Kenin has made adjustments this fortnight that could aid her in the final, according to another former player and veteran broadcaster, Sophie Amiach. "I think she's very adaptable to the surface," said Amiach, formerly coached by pioneer Billie Jean King. "I watched her play at the beginning of the tournament and thought, there's no way she is going to win this. She's playing 70 per cent down the line. This is not a hard court. You got to use the cross-court short. And little by little, if they were to look at her matches and where she was playing from day one to today, you'll see a lot more cross-court play. I said I thought that maybe Kenin is a one-hit wonder but she's showing that she's not, which is great. I am nicely surprised." Świątek sailing through the draw means she likely has ample physical reserves — even with going deep in doubles — but it raises the question: How will she respond in her first final at a major if doubles quarter-finalist Kenin starts better or wins the first set?" "What a problem to have!" said Shriver.

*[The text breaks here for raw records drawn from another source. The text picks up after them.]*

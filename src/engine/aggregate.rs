//! Windowed message counts per member.

use std::collections::HashMap;

use serenity::model::prelude::{ChannelId, UserId};
use tracing::{debug, warn};

use super::{
    condition::RoleCondition,
    cursor::CursorStore,
    ledger::{Ledger, LedgerEntry},
    platform::Platform,
    source::{scan, Source},
    time::UnixTime,
};
use crate::error::SourceError;

/// Brings the ledger up to date for every source in `sources`.
///
/// New facts are staged in `ledger` and the matching cursors in `cursors`; neither is durable
/// until the guild pass flushes. A source that cannot be read keeps its cursor and is returned
/// among the failures.
pub(crate) async fn refresh<P: Platform + ?Sized>(
    platform: &P,
    sources: &[&Source],
    cursors: &mut CursorStore,
    ledger: &mut Ledger,
    since: UnixTime,
    started: UnixTime,
    max_pages: u32,
) -> Vec<SourceError> {
    let mut failures = Vec::new();
    for &source in sources {
        let prior = cursors.cursor(source.id);
        match scan(platform, source.id, prior, since, started, max_pages).await {
            Ok(outcome) => {
                let fetched = outcome.messages.len();
                let new = outcome
                    .messages
                    .iter()
                    .map(|m| LedgerEntry::from_message(source.id, m))
                    .filter(|entry| ledger.ingest(entry.clone()))
                    .count();
                cursors.set(source.id, outcome.cursor);
                cursors.place(source.id, source.placement());
                debug!(
                    channel = source.id.0,
                    name = source.name.as_str(),
                    fetched,
                    new,
                    "Scanned source"
                );
            }
            Err(e) => {
                warn!(channel = source.id.0, name = source.name.as_str(), "{e}");
                failures.push(e);
            }
        }
    }
    failures
}

/// Whether `entry` counts for `condition` at `now`. The source is checked by the caller.
pub(crate) fn qualifies(entry: &LedgerEntry, condition: &RoleCondition, now: UnixTime) -> bool {
    entry.sent_at >= condition.window_start(now)
        && entry.sent_at <= now
        && (condition.count_only_link_messages || !entry.link_only)
}

/// Qualifying messages of `member` across `sources`.
#[cfg(test)]
pub(crate) fn count(
    ledger: &Ledger,
    sources: &[ChannelId],
    member: UserId,
    condition: &RoleCondition,
    now: UnixTime,
) -> u64 {
    sources
        .iter()
        .flat_map(|s| ledger.entries(*s))
        .filter(|e| e.author == member && qualifies(e, condition, now))
        .count() as u64
}

/// Qualifying messages of every author across `sources`, in one sweep of the ledger.
pub(crate) fn tally(
    ledger: &Ledger,
    sources: &[ChannelId],
    condition: &RoleCondition,
    now: UnixTime,
) -> HashMap<UserId, u64> {
    let mut counts: HashMap<UserId, u64> = HashMap::new();
    for entry in sources
        .iter()
        .flat_map(|s| ledger.entries(*s))
        .filter(|e| qualifies(e, condition, now))
    {
        *counts.entry(entry.author).or_default() += 1;
    }
    counts
}
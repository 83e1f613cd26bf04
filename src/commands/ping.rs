use serenity::{
    framework::standard::{macros::command, CommandResult},
    model::prelude::Message,
    prelude::Context,
    utils::MessageBuilder,
};

use crate::app_state::type_map_keys::BotCfgKey;

#[command]
#[description = "Check if the bot is still around."]
async fn ping(ctx: &Context, msg: &Message) -> CommandResult {
    let tick_hours = {
        let rlock = ctx.data.read().await;
        rlock
            .get::<BotCfgKey>()
            .map(|cfg| cfg.engine.tick_interval.as_secs() / 3600)
    };
    let mut response = MessageBuilder::new();
    response.push("Pong!");
    if let Some(hours) = tick_hours {
        response.push(format!(" Reward roles are checked every {hours} hours."));
    }
    msg.reply(ctx, response.build()).await?;

    Ok(())
}
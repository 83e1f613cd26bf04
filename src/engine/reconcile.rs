use serenity::model::prelude::GuildId;
use tracing::{debug, info};

use super::{
    condition::RoleCondition,
    evaluate::{Decision, MemberDecision},
    log::GuildLog,
    platform::{MemberSnapshot, Platform},
};

#[derive(Debug, Default, Clone, Copy, PartialEq, Eq)]
pub(crate) struct ReconcileReport {
    pub(crate) granted: usize,
    pub(crate) revoked: usize,
    pub(crate) unchanged: usize,
    pub(crate) failed: usize,
}

impl ReconcileReport {
    pub(crate) fn mutations(&self) -> usize {
        self.granted + self.revoked
    }
}

impl std::ops::AddAssign for ReconcileReport {
    fn add_assign(&mut self, rhs: Self) {
        self.granted += rhs.granted;
        self.revoked += rhs.revoked;
        self.unchanged += rhs.unchanged;
        self.failed += rhs.failed;
    }
}

/// Applies `decisions` one member at a time.
///
/// A failed mutation is reported and skipped. Successful ones are written back to `members`
/// so that conditions evaluated later in the pass see the new roles.
pub(crate) async fn reconcile<P: Platform + ?Sized>(
    platform: &P,
    guild: GuildId,
    condition: &RoleCondition,
    decisions: &[MemberDecision],
    members: &mut [MemberSnapshot],
    log: &GuildLog<'_, P>,
) -> ReconcileReport {
    let mut report = ReconcileReport::default();
    let role = condition.reward_role;

    for d in decisions {
        let res = match d.decision {
            Decision::NoOp => {
                report.unchanged += 1;
                continue;
            }
            Decision::Grant => platform.add_role(guild, d.member, role).await,
            Decision::Revoke => platform.remove_role(guild, d.member, role).await,
        };

        match res {
            Ok(()) => {
                let snapshot = members.iter_mut().find(|m| m.user == d.member);
                if d.decision == Decision::Grant {
                    report.granted += 1;
                    if let Some(m) = snapshot {
                        m.roles.insert(role);
                    }
                    info!(
                        guild = guild.0,
                        member = d.member.0,
                        role = role.0,
                        count = d.count,
                        "Granted reward role"
                    );
                } else {
                    report.revoked += 1;
                    if let Some(m) = snapshot {
                        m.roles.remove(&role);
                    }
                    info!(
                        guild = guild.0,
                        member = d.member.0,
                        role = role.0,
                        count = d.count,
                        "Revoked reward role"
                    );
                }
            }
            Err(e) => {
                report.failed += 1;
                let verb = if d.decision == Decision::Grant { "grant" } else { "revoke" };
                log.problem(format!(
                    "Could not {verb} <@&{}> for <@{}>: {e}",
                    role.0, d.member.0
                ))
                .await;
            }
        }
    }

    debug!(guild = guild.0, role = role.0, ?report, "Reconciled condition");
    report
}
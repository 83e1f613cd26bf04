use std::collections::HashMap;

use serenity::model::prelude::UserId;

use super::{condition::RoleCondition, platform::MemberSnapshot};

#[derive(Debug, Clone, Copy, PartialEq, Eq)]
pub(crate) enum Decision {
    Grant,
    Revoke,
    NoOp,
}

#[derive(Debug, Clone, Copy, PartialEq, Eq)]
pub(crate) struct MemberDecision {
    pub(crate) member: UserId,
    pub(crate) count: u64,
    pub(crate) decision: Decision,
}

/// Members holding the qualifying role and none of the excluded ones. Bots never are.
pub(crate) fn is_tracked(member: &MemberSnapshot, condition: &RoleCondition) -> bool {
    !member.bot
        && member.has_role(condition.qualifying_role)
        && !condition.excluded_roles.iter().any(|r| member.has_role(*r))
}

pub(crate) fn decide(count: u64, min_messages: u64, has_reward: bool) -> Decision {
    match (count >= min_messages, has_reward) {
        (true, false) => Decision::Grant,
        (false, true) => Decision::Revoke,
        _ => Decision::NoOp,
    }
}

/// One decision per tracked member, in the order of `members`.
pub(crate) fn evaluate(
    condition: &RoleCondition,
    members: &[MemberSnapshot],
    counts: &HashMap<UserId, u64>,
) -> Vec<MemberDecision> {
    members
        .iter()
        .filter(|m| is_tracked(m, condition))
        .map(|m| {
            let count = counts.get(&m.user).copied().unwrap_or_default();
            MemberDecision {
                member: m.user,
                count,
                decision: decide(
                    count,
                    condition.min_messages,
                    m.has_role(condition.reward_role),
                ),
            }
        })
        .collect()
}
use std::{
    collections::{BTreeSet, HashSet},
    sync::Arc,
    time::{Duration, Instant},
};

use serenity::{
    framework::standard::{macros::command, Args, CommandError, CommandResult},
    model::{
        channel::ChannelType,
        prelude::{ChannelId, GuildId, Message, RoleId},
    },
    prelude::Context,
};
use tracing::info;

use crate::{
    app_state::{
        reqd_prompts::{Confirmation, ResetPrompt},
        type_map_keys::{AppStateKey, PgStoreKey},
    },
    db::PgStore,
    engine::{GuildStore, RoleCondition},
    immut_data::{
        consts::{CONFIRMATION_TIMEOUT, MESSAGE_CHAR_LIMIT, SECONDS_PER_DAY},
        dynamic::{SNOWFLAKE_REF, WHITESPACE},
    },
    util::say_wo_unintended_mentions,
};

const ADD_USAGE: &str = "Usage: `rewardrole add <role> <min_messages> <timeframe_days> <reward_role> \
[excluded roles…] [ignored channels or categories…] [nolinks]`";

/// A role mention, a channel mention or a bare id.
#[derive(Debug, Clone, Copy, PartialEq, Eq)]
pub(crate) enum Mention {
    Role(u64),
    Channel(u64),
    Id(u64),
}

impl Mention {
    pub(crate) fn parse(token: &str) -> Option<Self> {
        let caps = SNOWFLAKE_REF.captures(token)?;
        let num = |i: usize| caps.get(i).and_then(|m| m.as_str().parse::<u64>().ok());
        num(1)
            .map(Mention::Role)
            .or_else(|| num(2).map(Mention::Channel))
            .or_else(|| num(3).map(Mention::Id))
    }
}

#[derive(Debug, PartialEq, Eq, thiserror::Error)]
pub(crate) enum ArgError {
    #[error("Missing argument `{0}`.")]
    Missing(&'static str),
    #[error("`{value}` is not a valid {what}.")]
    Invalid { what: &'static str, value: String },
    #[error("`{0}` is neither a role nor a channel.")]
    Unrecognized(String),
}

#[derive(Debug, Clone, PartialEq, Eq)]
pub(crate) struct AddArgs {
    pub(crate) qualifying_role: RoleId,
    pub(crate) min_messages: u64,
    pub(crate) timeframe_days: u64,
    pub(crate) reward_role: RoleId,
    pub(crate) excluded_roles: BTreeSet<RoleId>,
    /// Channels and categories, told apart once the guild's channel list is known.
    pub(crate) ignored: BTreeSet<ChannelId>,
    pub(crate) count_only_link_messages: bool,
}

impl AddArgs {
    pub(crate) fn into_condition(self, categories: &HashSet<ChannelId>) -> RoleCondition {
        let (ignored_categories, ignored_channels) =
            self.ignored.into_iter().partition(|c| categories.contains(c));
        RoleCondition {
            qualifying_role: self.qualifying_role,
            min_messages: self.min_messages,
            timeframe: Duration::from_secs(self.timeframe_days.saturating_mul(SECONDS_PER_DAY)),
            reward_role: self.reward_role,
            excluded_roles: self.excluded_roles,
            ignored_channels,
            ignored_categories,
            count_only_link_messages: self.count_only_link_messages,
        }
    }
}

fn role_arg(token: Option<&str>, name: &'static str) -> Result<RoleId, ArgError> {
    let token = token.ok_or(ArgError::Missing(name))?;
    match Mention::parse(token) {
        Some(Mention::Role(id) | Mention::Id(id)) => Ok(RoleId(id)),
        _ => Err(ArgError::Invalid {
            what: "role",
            value: token.to_owned(),
        }),
    }
}

fn channel_arg(token: Option<&str>, name: &'static str) -> Result<ChannelId, ArgError> {
    let token = token.ok_or(ArgError::Missing(name))?;
    match Mention::parse(token) {
        Some(Mention::Channel(id) | Mention::Id(id)) => Ok(ChannelId(id)),
        _ => Err(ArgError::Invalid {
            what: "channel",
            value: token.to_owned(),
        }),
    }
}

fn number_arg(token: Option<&str>, name: &'static str) -> Result<u64, ArgError> {
    let token = token.ok_or(ArgError::Missing(name))?;
    token.parse::<u64>().map_err(|_| ArgError::Invalid {
        what: name,
        value: token.to_owned(),
    })
}

/// Parses the arguments of `rewardrole add`. Bare ids are roles when `guild_roles` knows them.
pub(crate) fn parse_add(args: &str, guild_roles: &HashSet<RoleId>) -> Result<AddArgs, ArgError> {
    let mut tokens = args.split_whitespace();
    let qualifying_role = role_arg(tokens.next(), "role")?;
    let min_messages = number_arg(tokens.next(), "min_messages")?;
    let timeframe_days = number_arg(tokens.next(), "timeframe_days")?;
    if timeframe_days == 0 {
        return Err(ArgError::Invalid {
            what: "timeframe_days",
            value: "0".to_owned(),
        });
    }
    let reward_role = role_arg(tokens.next(), "reward_role")?;

    let mut parsed = AddArgs {
        qualifying_role,
        min_messages,
        timeframe_days,
        reward_role,
        excluded_roles: BTreeSet::new(),
        ignored: BTreeSet::new(),
        count_only_link_messages: true,
    };
    for token in tokens {
        if token.eq_ignore_ascii_case("nolinks") {
            parsed.count_only_link_messages = false;
            continue;
        }
        match Mention::parse(token) {
            Some(Mention::Role(id)) => {
                parsed.excluded_roles.insert(RoleId(id));
            }
            Some(Mention::Id(id)) if guild_roles.contains(&RoleId(id)) => {
                parsed.excluded_roles.insert(RoleId(id));
            }
            Some(Mention::Channel(id) | Mention::Id(id)) => {
                parsed.ignored.insert(ChannelId(id));
            }
            None => return Err(ArgError::Unrecognized(token.to_owned())),
        }
    }
    Ok(parsed)
}

/// Breaks a block too long for one message at line ends and spaces, and only mid-word when
/// a single word is over the limit.
fn split_block(block: &str) -> Vec<String> {
    if block.chars().count() <= MESSAGE_CHAR_LIMIT {
        return vec![block.to_owned()];
    }
    let mut parts: Vec<String> = Vec::new();
    let mut part = String::new();
    let mut len = 0;
    for piece in block.split_inclusive([' ', '\n']) {
        let piece_len = piece.chars().count();
        if len + piece_len > MESSAGE_CHAR_LIMIT && !part.is_empty() {
            parts.push(std::mem::take(&mut part));
            len = 0;
        }
        if piece_len > MESSAGE_CHAR_LIMIT {
            let chars: Vec<char> = piece.chars().collect();
            parts.extend(chars.chunks(MESSAGE_CHAR_LIMIT).map(|c| c.iter().collect::<String>()));
            continue;
        }
        part.push_str(piece);
        len += piece_len;
    }
    if !part.is_empty() {
        parts.push(part);
    }
    parts
}

/// Splits `blocks` into as few messages as the length limit allows.
fn paginate(blocks: impl IntoIterator<Item = String>) -> Vec<String> {
    let mut pages: Vec<String> = Vec::new();
    let mut page = String::new();
    for block in blocks.into_iter().flat_map(|b| split_block(&b)) {
        if !page.is_empty() && page.chars().count() + block.chars().count() + 2 > MESSAGE_CHAR_LIMIT {
            pages.push(std::mem::take(&mut page));
        }
        if !page.is_empty() {
            page.push_str("\n\n");
        }
        page.push_str(&block);
    }
    if !page.is_empty() {
        pages.push(page);
    }
    pages
}

fn guild_of(msg: &Message) -> Result<GuildId, CommandError> {
    msg.guild_id
        .ok_or_else(|| CommandError::from("This command only works in a server."))
}

async fn pg_store(ctx: &Context) -> Result<Arc<PgStore>, CommandError> {
    let rlock = ctx.data.read().await;
    rlock
        .get::<PgStoreKey>()
        .cloned()
        .ok_or_else(|| CommandError::from("The database is not available yet."))
}

async fn say(ctx: &Context, msg: &Message, content: impl std::fmt::Display) -> CommandResult {
    say_wo_unintended_mentions(msg.channel_id, &ctx.http, content).await?;
    Ok(())
}

#[command]
#[only_in(guilds)]
#[required_permissions("MANAGE_GUILD")]
#[description = "Configure roles that are rewarded for recent activity."]
#[sub_commands(add, remove, list, logs, reset)]
async fn rewardrole(ctx: &Context, msg: &Message) -> CommandResult {
    let subcommands = REWARDROLE_COMMAND_OPTIONS.sub_commands;
    let names = subcommands
        .iter()
        .filter_map(|sub| sub.options.names.first())
        .map(|name| format!("`{name}`"))
        .collect::<Vec<_>>()
        .join(", ");
    say(ctx, msg, format!("Try one of the following subcommands: {names}")).await
}

#[command]
#[only_in(guilds)]
#[required_permissions("MANAGE_GUILD")]
#[description = "Add or replace the condition of a role. Append `nolinks` to ignore link-only messages."]
async fn add(ctx: &Context, msg: &Message, args: Args) -> CommandResult {
    let guild = guild_of(msg)?;
    let store = pg_store(ctx).await?;

    let guild_roles: HashSet<RoleId> = guild.roles(&ctx.http).await?.into_keys().collect();
    let parsed = match parse_add(args.rest(), &guild_roles) {
        Ok(parsed) => parsed,
        Err(e) => return say(ctx, msg, format!("{e}\n{ADD_USAGE}")).await,
    };
    for role in [parsed.qualifying_role, parsed.reward_role] {
        if !guild_roles.contains(&role) {
            return say(ctx, msg, format!("There is no role {} in this server.", role.0)).await;
        }
    }

    let categories: HashSet<ChannelId> = guild
        .channels(&ctx.http)
        .await?
        .into_values()
        .filter(|c| c.kind == ChannelType::Category)
        .map(|c| c.id)
        .collect();
    let condition = parsed.into_condition(&categories);
    let replaced = store.put_condition(guild, &condition).await?;
    info!(
        guild = guild.0,
        role = condition.qualifying_role.0,
        replaced,
        "Role condition stored"
    );

    let verb = if replaced { "replaced" } else { "added" };
    say(
        ctx,
        msg,
        format!(
            "Role condition for <@&{}> {verb} successfully.",
            condition.qualifying_role.0
        ),
    )
    .await
}

#[command]
#[only_in(guilds)]
#[required_permissions("MANAGE_GUILD")]
#[description = "Remove the condition of a role."]
async fn remove(ctx: &Context, msg: &Message, args: Args) -> CommandResult {
    let guild = guild_of(msg)?;
    let store = pg_store(ctx).await?;
    let role = match role_arg(args.rest().split_whitespace().next(), "role") {
        Ok(role) => role,
        Err(e) => return say(ctx, msg, format!("{e}\nUsage: `rewardrole remove <role>`")).await,
    };

    let response = if store.remove_condition(guild, role).await? {
        format!("Role condition for <@&{}> removed successfully.", role.0)
    } else {
        format!("No role condition found for <@&{}>.", role.0)
    };
    say(ctx, msg, response).await
}

#[command]
#[only_in(guilds)]
#[required_permissions("MANAGE_GUILD")]
#[description = "List the configured role conditions."]
async fn list(ctx: &Context, msg: &Message) -> CommandResult {
    let guild = guild_of(msg)?;
    let store = pg_store(ctx).await?;
    let conditions = store.conditions(guild).await?;
    if conditions.is_empty() {
        return say(ctx, msg, "No role conditions have been configured.").await;
    }

    let log_line = match store.log_channel(guild).await? {
        Some(channel) => format!("Log channel: <#{}>", channel.0),
        None => "Log channel: none".to_owned(),
    };
    let blocks = conditions
        .iter()
        .map(RoleCondition::describe)
        .chain(std::iter::once(log_line));
    for page in paginate(blocks) {
        say(ctx, msg, page).await?;
    }
    Ok(())
}

#[command]
#[only_in(guilds)]
#[required_permissions("MANAGE_GUILD")]
#[description = "Set the channel diagnostics are written to, or `off`."]
async fn logs(ctx: &Context, msg: &Message, args: Args) -> CommandResult {
    let guild = guild_of(msg)?;
    let store = pg_store(ctx).await?;
    let arg = WHITESPACE.replace_all(args.rest().trim(), " ");

    if arg.eq_ignore_ascii_case("off") {
        store.set_log_channel(guild, None).await?;
        return say(ctx, msg, "Logging channel has been cleared.").await;
    }
    let channel = match channel_arg(arg.split(' ').next().filter(|s| !s.is_empty()), "channel") {
        Ok(channel) => channel,
        Err(e) => {
            return say(ctx, msg, format!("{e}\nUsage: `rewardrole logs <channel>|off`")).await
        }
    };
    if !guild.channels(&ctx.http).await?.contains_key(&channel) {
        return say(ctx, msg, format!("There is no channel {} in this server.", channel.0)).await;
    }

    store.set_log_channel(guild, Some(channel)).await?;
    say(
        ctx,
        msg,
        format!("Logging channel has been set to: <#{}>", channel.0),
    )
    .await
}

#[command]
#[only_in(guilds)]
#[required_permissions("MANAGE_GUILD")]
#[description = "Forget every condition, the log channel and all scan progress of this server."]
async fn reset(ctx: &Context, msg: &Message) -> CommandResult {
    let guild = guild_of(msg)?;
    {
        let mut wlock = ctx.data.write().await;
        let app_state = wlock
            .get_mut::<AppStateKey>()
            .ok_or_else(|| CommandError::from("The bot is still starting up."))?;
        app_state
            .reqd_prompts
            .ask_reset(ResetPrompt::new(guild, msg.channel_id, msg.author.id));
    }
    say(
        ctx,
        msg,
        format!(
            "<@{}> This deletes every reward role condition, the log channel and all scan \
             progress of this server. Reply `yes` within {} seconds to confirm.",
            msg.author.id.0,
            CONFIRMATION_TIMEOUT.as_secs()
        ),
    )
    .await?;

    let data = Arc::clone(&ctx.data);
    let http = Arc::clone(&ctx.http);
    tokio::spawn(async move {
        tokio::time::sleep(CONFIRMATION_TIMEOUT).await;
        let expired = {
            let mut wlock = data.write().await;
            wlock
                .get_mut::<AppStateKey>()
                .map(|s| s.reqd_prompts.expire(Instant::now()))
                .unwrap_or_default()
        };
        for prompt in expired {
            if let Err(e) = say_wo_unintended_mentions(
                prompt.channel,
                &http,
                confirmation_reply(Confirmation::TimedOut),
            )
            .await
            {
                tracing::warn!(guild = prompt.guild.0, "Failed to announce the expired reset: {e}");
            }
        }
    });
    Ok(())
}

fn confirmation_reply(confirmation: Confirmation) -> &'static str {
    match confirmation {
        Confirmation::Confirmed => "All reward role data of this server has been deleted.",
        Confirmation::Declined => "Reset cancelled.",
        Confirmation::TimedOut => "Reset cancelled: no answer arrived in time.",
    }
}

/// Carries out a `rewardrole reset` once its prompt has been answered.
pub(crate) async fn finish_reset(
    ctx: &Context,
    prompt: &ResetPrompt,
    confirmation: Confirmation,
) -> CommandResult {
    if confirmation == Confirmation::Confirmed {
        let store = pg_store(ctx).await?;
        store.clear(prompt.guild).await?;
        info!(guild = prompt.guild.0, admin = prompt.author.0, "Guild state reset");
    }
    say_wo_unintended_mentions(prompt.channel, &ctx.http, confirmation_reply(confirmation))
        .await?;
    Ok(())
}
//! Module for Data Access Objects

use sqlx::FromRow;

/// Data Access Object for [`crate::engine::RoleCondition`].
#[derive(FromRow, Debug)]
pub(crate) struct RoleCondition {
    pub(crate) qualifying_role_id: i64,
    pub(crate) min_messages: i64,
    pub(crate) timeframe_secs: i64,
    pub(crate) reward_role_id: i64,
    pub(crate) excluded_roles: Vec<i64>,
    pub(crate) ignored_channels: Vec<i64>,
    pub(crate) ignored_categories: Vec<i64>,
    pub(crate) count_only_link_messages: bool,
}

/// Data Access Object for [`crate::engine::Cursor`].
#[derive(FromRow, Debug)]
pub(crate) struct ScanCursor {
    pub(crate) channel_id: i64,
    pub(crate) last_seen_message_id: i64,
    pub(crate) covered_since: i64,
}

/// Data Access Object for [`crate::engine::source::Placement`].
#[derive(FromRow, Debug)]
pub(crate) struct SourcePlacement {
    pub(crate) channel_id: i64,
    pub(crate) parent_channel_id: i64,
    pub(crate) category_id: Option<i64>,
}

/// Data Access Object for [`crate::engine::ledger::LedgerEntry`].
#[derive(FromRow, Debug)]
pub(crate) struct LedgerEntry {
    pub(crate) channel_id: i64,
    pub(crate) message_id: i64,
    pub(crate) author_id: i64,
    pub(crate) sent_at: i64,
    pub(crate) link_only: bool,
}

Andrea Hlavackova reached the doubles final at Roland-Garros unseeded in 2011 and without surrendering a set, like Świątek. The Czech said she and partner Lucie Hradecka never pondered that 'what if' scenario. "We never had that in our mind," Hlavackova said. "If the match starts a little bit on the wrong foot, you might get a little worried and think like, 'Until now it's been going so smooth'. But at the same time, she's saved a lot of energy." Hlavackova and Hradecka won their final, in straight sets.

If Saturday's contest goes the distance, the numbers align with Kenin, however. She holds a 10-3 record in third sets this year, winning her last six at Grand Slams, compared to Świątek's third-set tally of 1-1 at majors in 2020. An amazing achievement for both to get to the final but one will be happier come Saturday night in Paris.